Work item: Reproduce exactly the lines below from the one containing "#[derive(Debug, Error)]" through the one containing "resolve discovery provider", including both, and nothing else.

Content starts

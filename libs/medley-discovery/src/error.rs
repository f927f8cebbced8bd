use thiserror::Error;

/// Structured errors for the discovery registry.
#[derive(Debug, Error)]
pub enum DiscoveryError {
    /// No provider implementation matched the requested name, or the matching
    /// factory failed to construct one. Nothing was registered.
    #[error("cannot resolve discovery provider '{name}'")]
    Resolution {
        name: String,
        #[source]
        source: anyhow::Error,
    },

    /// The worker thread for a background provider could not be created. The
    /// registration was rolled back and the provider released.
    #[error("cannot start discovery worker for '{name}'")]
    WorkerStart {
        name: String,
        #[source]
        source: std::io::Error,
    },

    /// The named provider is not present in the registry.
    #[error("discovery provider '{name}' is not loaded")]
    NotLoaded { name: String },
}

Content ends

Finished task:
#[derive(Debug, Error)]
pub enum DiscoveryError {
    /// No provider implementation matched the requested name, or the matching
    /// factory failed to construct one. Nothing was registered.
    #[error("cannot resolve discovery provider '{name}'")]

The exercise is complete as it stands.